--- START ---

//! Configuration management for the sentinel feed
//!
//! This module handles loading, validation, and management of
//! sentinel configuration from YAML files.

pub mod error;

use serde::{Deserialize, Serialize};
use std::path::{Path, PathBuf};

pub use error::ConfigError;

// ==================== Configuration Types ====================

/// Live feed settings
#[derive(Debug, Clone, Serialize, Deserialize)]
pub struct FeedConfig {
    /// Maximum number of transactions kept in the feed window
    #[serde(default = "default_capacity")]
    pub capacity: usize,
    /// Number of transactions shown when the feed starts
    #[serde(default = "default_initial_batch")]
    pub initial_batch: usize,
    /// Milliseconds between two ingested transactions
    #[serde(default = "default_feed_interval")]
    pub tick_interval_ms: u64,
    /// Milliseconds a new transaction stays highlighted
    #[serde(default = "default_highlight")]
    pub highlight_ms: u64,
}

impl Default for FeedConfig {
    fn default() -> Self {
        Self {
            capacity: default_capacity(),
            initial_batch: default_initial_batch(),
            tick_interval_ms: default_feed_interval(),
            highlight_ms: default_highlight(),
        }
    }
}

fn default_capacity() -> usize {
    15
}

fn default_initial_batch() -> usize {
    8
}

fn default_feed_interval() -> u64 {
    3000
}

fn default_highlight() -> u64 {
    2000
}

/// Risk thresholds supplied by the settings provider.
///
/// Both values are inclusive lower bounds: a score of at least
/// `high_risk_score` is High, at least `medium_risk_score` is Medium,
/// anything below is Low.
#[derive(Debug, Clone, Copy, PartialEq, Eq, Serialize, Deserialize)]
pub struct ThresholdConfig {
    #[serde(default = "default_medium_risk")]
    pub medium_risk_score: u8,
    #[serde(default = "default_high_risk")]
    pub high_risk_score: u8,
}

impl Default for ThresholdConfig {
    fn default() -> Self {
        Self {
            medium_risk_score: default_medium_risk(),
            high_risk_score: default_high_risk(),
        }
    }
}

fn default_medium_risk() -> u8 {
    31
}

fn default_high_risk() -> u8 {
    61
}

/// Simulated audit scan settings
#[derive(Debug, Clone, Serialize, Deserialize)]
pub struct AuditConfig {
    /// Milliseconds between two progress updates
    #[serde(default = "default_audit_interval")]
    pub tick_interval_ms: u64,
}

impl Default for AuditConfig {
    fn default() -> Self {
        Self {
            tick_interval_ms: default_audit_interval(),
        }
    }
}

fn default_audit_interval() -> u64 {
    200
}

/// Where transactions come from
#[derive(Debug, Clone, Serialize, Deserialize)]
pub struct SourceConfig {
    /// Source kind
    #[serde(default)]
    pub kind: SourceKind,
    /// JSON file with transactions (replay only)
    #[serde(default)]
    pub path: Option<PathBuf>,
    /// Number of transactions the mock generator produces before it runs
    /// dry; 0 keeps it generating forever
    #[serde(default = "default_pool_size")]
    pub pool_size: usize,
    /// Fixed RNG seed for reproducible mock data
    #[serde(default)]
    pub seed: Option<u64>,
}

impl Default for SourceConfig {
    fn default() -> Self {
        Self {
            kind: SourceKind::Mock,
            path: None,
            pool_size: default_pool_size(),
            seed: None,
        }
    }
}

fn default_pool_size() -> usize {
    50
}

/// Transaction source enumeration
#[derive(Debug, Clone, Copy, PartialEq, Serialize, Deserialize)]
#[serde(rename_all = "lowercase")]
pub enum SourceKind {
    /// Randomly generated demo transactions
    Mock,
    /// Transactions replayed from a JSON file
    Replay,
}

impl Default for SourceKind {
    fn default() -> Self {
        SourceKind::Mock
    }
}

impl std::str::FromStr for SourceKind {
    type Err = String;
    fn from_str(s: &str) -> Result<Self, Self::Err> {
        match s.to_lowercase().as_str() {
            "mock" => Ok(SourceKind::Mock),
            "replay" => Ok(SourceKind::Replay),
            _ => Err(format!("Invalid source kind: {}", s)),
        }
    }
}

impl std::fmt::Display for SourceKind {
    fn fmt(&self, f: &mut std::fmt::Formatter<'_>) -> std::fmt::Result {
        match self {
            SourceKind::Mock => write!(f, "mock"),
            SourceKind::Replay => write!(f, "replay"),
        }
    }
}

/// Keyboard shortcut settings
#[derive(Debug, Clone, Serialize, Deserialize)]
pub struct ShortcutsConfig {
    #[serde(default = "default_true")]
    pub enabled: bool,
}

impl Default for ShortcutsConfig {
    fn default() -> Self {
        Self { enabled: true }
    }
}

fn default_true() -> bool {
    true
}

/// Logging configuration
#[derive(Debug, Clone, Serialize, Deserialize)]
pub struct LoggingConfig {
    /// Log level: debug, info, warn, error
    #[serde(default = "default_log_level")]
    pub level: String,
}

impl Default for LoggingConfig {
    fn default() -> Self {
        Self {
            level: default_log_level(),
        }
    }
}

fn default_log_level() -> String {
    "info".to_string()
}

/// Main configuration structure
#[derive(Debug, Clone, Serialize, Deserialize, Default)]
pub struct Config {
    /// Feed window settings
    #[serde(default)]
    pub feed: FeedConfig,
    /// Risk thresholds
    #[serde(default)]
    pub thresholds: ThresholdConfig,
    /// Audit scan settings
    #[serde(default)]
    pub audit: AuditConfig,
    /// Transaction source
    #[serde(default)]
    pub source: SourceConfig,
    /// Keyboard shortcuts
    #[serde(default)]
    pub shortcuts: ShortcutsConfig,
    /// Logging settings
    #[serde(default)]
    pub logging: LoggingConfig,
}

impl Config {
    /// Load configuration from a YAML file
    pub fn load(path: impl AsRef<Path>) -> Result<Self, ConfigError> {
        let path = path.as_ref();
        if !path.exists() {
            return Err(ConfigError::FileNotFound {
                path: path.display().to_string(),
            });
        }

        let content = std::fs::read_to_string(path)
            .map_err(|_| ConfigError::IoError)?;

        Self::from_yaml(&content)
    }

    /// Parse and validate configuration from YAML text
    pub fn from_yaml(content: &str) -> Result<Self, ConfigError> {
        let config: Config = serde_yaml::from_str(content)
            .map_err(|_| ConfigError::InvalidYaml)?;

        config.validate()?;

        Ok(config)
    }

    /// Validate configuration values
    pub fn validate(&self) -> Result<(), ConfigError> {
        if self.feed.capacity == 0 {
            return Err(ConfigError::InvalidValue {
                field: "feed.capacity".to_string(),
                reason: "Capacity must be greater than 0".to_string(),
            });
        }

        if self.feed.initial_batch > self.feed.capacity {
            return Err(ConfigError::InvalidValue {
                field: "feed.initial_batch".to_string(),
                reason: format!(
                    "Initial batch must not exceed the capacity ({})",
                    self.feed.capacity
                ),
            });
        }

        if self.feed.tick_interval_ms == 0 {
            return Err(ConfigError::InvalidValue {
                field: "feed.tick_interval_ms".to_string(),
                reason: "Feed interval must be greater than 0".to_string(),
            });
        }

        if self.audit.tick_interval_ms == 0 {
            return Err(ConfigError::InvalidValue {
                field: "audit.tick_interval_ms".to_string(),
                reason: "Audit interval must be greater than 0".to_string(),
            });
        }

        // Buckets must partition [0, 100]: Low and High both non-empty
        let thresholds = &self.thresholds;
        if thresholds.medium_risk_score == 0
            || thresholds.medium_risk_score >= thresholds.high_risk_score
            || thresholds.high_risk_score > 100
        {
            return Err(ConfigError::InvalidValue {
                field: "thresholds".to_string(),
                reason: format!(
                    "Expected 0 < medium_risk_score < high_risk_score <= 100, got {} and {}",
                    thresholds.medium_risk_score, thresholds.high_risk_score
                ),
            });
        }

        if self.source.kind == SourceKind::Replay && self.source.path.is_none() {
            return Err(ConfigError::MissingField {
                field: "source.path".to_string(),
            });
        }

        Ok(())
    }

    /// Generate a default configuration file
    pub fn generate_default() -> &'static str {
        include_str!("../templates/default_config.yaml")
    }

    /// Get the feed interval as a duration
    pub fn feed_interval(&self) -> std::time::Duration {
        std::time::Duration::from_millis(self.feed.tick_interval_ms)
    }

    /// Get the highlight window as a duration
    pub fn highlight_duration(&self) -> std::time::Duration {
        std::time::Duration::from_millis(self.feed.highlight_ms)
    }

    /// Get the audit progress interval as a duration
    pub fn audit_interval(&self) -> std::time::Duration {
        std::time::Duration::from_millis(self.audit.tick_interval_ms)
    }
}

// ==================== Tests ====================
use crate::utils::error::{Result, ScaffoldError};
use serde::{Deserialize, Serialize};
use std::path::PathBuf;

/// Package identifier baked into the upstream boilerplates.
pub const DEFAULT_PLACEHOLDER: &str = "wx.csba";

/// Boilerplate flavour inside the template repository.
#[derive(Debug, Clone, Copy, Default, PartialEq, Eq, Serialize, Deserialize)]
#[cfg_attr(feature = "cli", derive(clap::ValueEnum))]
#[serde(rename_all = "lowercase")]
pub enum TemplateKind {
    #[default]
    Gradle,
    Maven,
}

impl TemplateKind {
    pub fn as_str(&self) -> &'static str {
        match self {
            Self::Gradle => "gradle",
            Self::Maven => "maven",
        }
    }

    /// Directory of this boilerplate relative to the repository root.
    pub fn boilerplate_dir(&self) -> String {
        format!("{}-boilerplate", self.as_str())
    }
}

impl std::fmt::Display for TemplateKind {
    fn fmt(&self, f: &mut std::fmt::Formatter<'_>) -> std::fmt::Result {
        f.write_str(self.as_str())
    }
}

/// A dot-separated package identifier such as `com.acme.widget`.
///
/// The content form is the identifier verbatim, as it appears in source text.
/// The path form joins every segment with the platform separator, as it
/// appears on disk under a source root.
#[derive(Debug, Clone, PartialEq, Eq)]
pub struct PackageId(String);

impl PackageId {
    pub fn parse(value: &str) -> Result<Self> {
        let invalid = |reason: String| ScaffoldError::InvalidPackageId {
            value: value.to_string(),
            reason,
        };

        if value.is_empty() {
            return Err(invalid("package identifier cannot be empty".to_string()));
        }

        for segment in value.split('.') {
            if segment.is_empty() {
                return Err(invalid("segments between dots cannot be empty".to_string()));
            }
            if segment.starts_with(|c: char| c.is_ascii_digit()) {
                return Err(invalid(format!("segment '{}' starts with a digit", segment)));
            }
            if let Some(bad) = segment
                .chars()
                .find(|c| !(c.is_ascii_alphanumeric() || *c == '_'))
            {
                return Err(invalid(format!(
                    "segment '{}' contains invalid character '{}'",
                    segment, bad
                )));
            }
        }

        Ok(Self(value.to_string()))
    }

    /// Built-in identifiers that are known to be well formed.
    pub(crate) fn from_static(value: &'static str) -> Self {
        Self(value.to_string())
    }

    pub fn content_form(&self) -> &str {
        &self.0
    }

    pub fn segments(&self) -> impl Iterator<Item = &str> {
        self.0.split('.')
    }

    pub fn path_form(&self) -> PathBuf {
        self.segments().collect()
    }
}

impl std::fmt::Display for PackageId {
    fn fmt(&self, f: &mut std::fmt::Formatter<'_>) -> std::fmt::Result {
        f.write_str(&self.0)
    }
}

/// What the user asked for. Built once from caller input and never mutated.
#[derive(Debug, Clone)]
pub struct ProjectRequest {
    pub name: String,
    pub package: PackageId,
    pub kind: TemplateKind,
}

impl ProjectRequest {
    pub fn new(name: &str, package: &str, kind: TemplateKind) -> Result<Self> {
        if name.trim().is_empty() {
            return Err(ScaffoldError::Usage {
                message: "project name cannot be empty".to_string(),
            });
        }

        Ok(Self {
            name: name.to_string(),
            package: PackageId::parse(package)?,
            kind,
        })
    }
}

/// A template-relative directory holding package-structured sources.
#[derive(Debug, Clone, PartialEq, Eq, Serialize, Deserialize)]
pub struct SourceRoot {
    pub path: PathBuf,
    #[serde(default)]
    pub required: bool,
}

impl SourceRoot {
    pub fn required(path: &str) -> Self {
        Self {
            path: PathBuf::from(path),
            required: true,
        }
    }

    pub fn optional(path: &str) -> Self {
        Self {
            path: PathBuf::from(path),
            required: false,
        }
    }
}

/// Everything the engine needs to know about a template besides its contents.
#[derive(Debug, Clone)]
pub struct TemplateLayout {
    pub placeholder: PackageId,
    pub source_roots: Vec<SourceRoot>,
    pub reserved_names: Vec<String>,
    pub allowed_files: Vec<String>,
}

#[derive(Debug, Clone, Copy, Default, PartialEq, Eq)]
pub struct RewriteStats {
    pub files_scanned: usize,
    pub files_modified: usize,
    pub binary_files_skipped: usize,
    pub replacements: usize,
}

#[derive(Debug, Clone, Default, PartialEq, Eq)]
pub struct RemapReport {
    pub remapped: Vec<PathBuf>,
    pub skipped: Vec<PathBuf>,
    /// Placeholder directories kept because something else still lives in them.
    pub retained: Vec<PathBuf>,
}

#[derive(Debug, Clone, PartialEq, Eq)]
pub enum ScaffoldState {
    Validating,
    Fetching,
    Staging,
    Rewriting,
    Remapping,
    Done,
    Failed(String),
}

impl std::fmt::Display for ScaffoldState {
    fn fmt(&self, f: &mut std::fmt::Formatter<'_>) -> std::fmt::Result {
        match self {
            Self::Validating => f.write_str("validating"),
            Self::Fetching => f.write_str("fetching"),
            Self::Staging => f.write_str("staging"),
            Self::Rewriting => f.write_str("rewriting"),
            Self::Remapping => f.write_str("remapping"),
            Self::Done => f.write_str("done"),
            Self::Failed(reason) => write!(f, "failed: {}", reason),
        }
    }
}

#[derive(Debug, Clone)]
pub struct ScaffoldReport {
    pub root: PathBuf,
    pub rewrite: RewriteStats,
    pub remap: RemapReport,
}

#[cfg(test)]
mod tests {
    use super::*;
    use std::path::Path;

    #[test]
    fn test_package_id_forms() {
        let package = PackageId::parse("com.acme.widget").unwrap();
        assert_eq!(package.content_form(), "com.acme.widget");
        assert_eq!(package.path_form(), Path::new("com").join("acme").join("widget"));
        assert_eq!(package.segments().count(), 3);
    }

    #[test]
    fn test_package_id_rejects_malformed_identifiers() {
        for bad in ["", ".com", "com.", "com..acme", "com.1acme", "com/acme", "com.ac-me", "a.b c"] {
            assert!(PackageId::parse(bad).is_err(), "{bad} should be rejected");
        }
        assert!(PackageId::parse("wx.csba").is_ok());
        assert!(PackageId::parse("single").is_ok());
        assert!(PackageId::parse("com.acme_inc.v2").is_ok());
    }

    #[test]
    fn test_template_kind_boilerplate_dir() {
        assert_eq!(TemplateKind::Gradle.boilerplate_dir(), "gradle-boilerplate");
        assert_eq!(TemplateKind::Maven.boilerplate_dir(), "maven-boilerplate");
        assert_eq!(TemplateKind::default(), TemplateKind::Gradle);
    }

    #[test]
    fn test_project_request_requires_name() {
        assert!(ProjectRequest::new("", "wx.csba", TemplateKind::Gradle).is_err());
        assert!(ProjectRequest::new("demo", "bad..id", TemplateKind::Gradle).is_err());
        let request = ProjectRequest::new("demo", "com.acme", TemplateKind::Maven).unwrap();
        assert_eq!(request.package.content_form(), "com.acme");
    }
}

--- END ---

Look through the entries and copy every line in which the string "ThresholdConfig" appears.

pub struct ThresholdConfig {
impl Default for ThresholdConfig {
    pub thresholds: ThresholdConfig,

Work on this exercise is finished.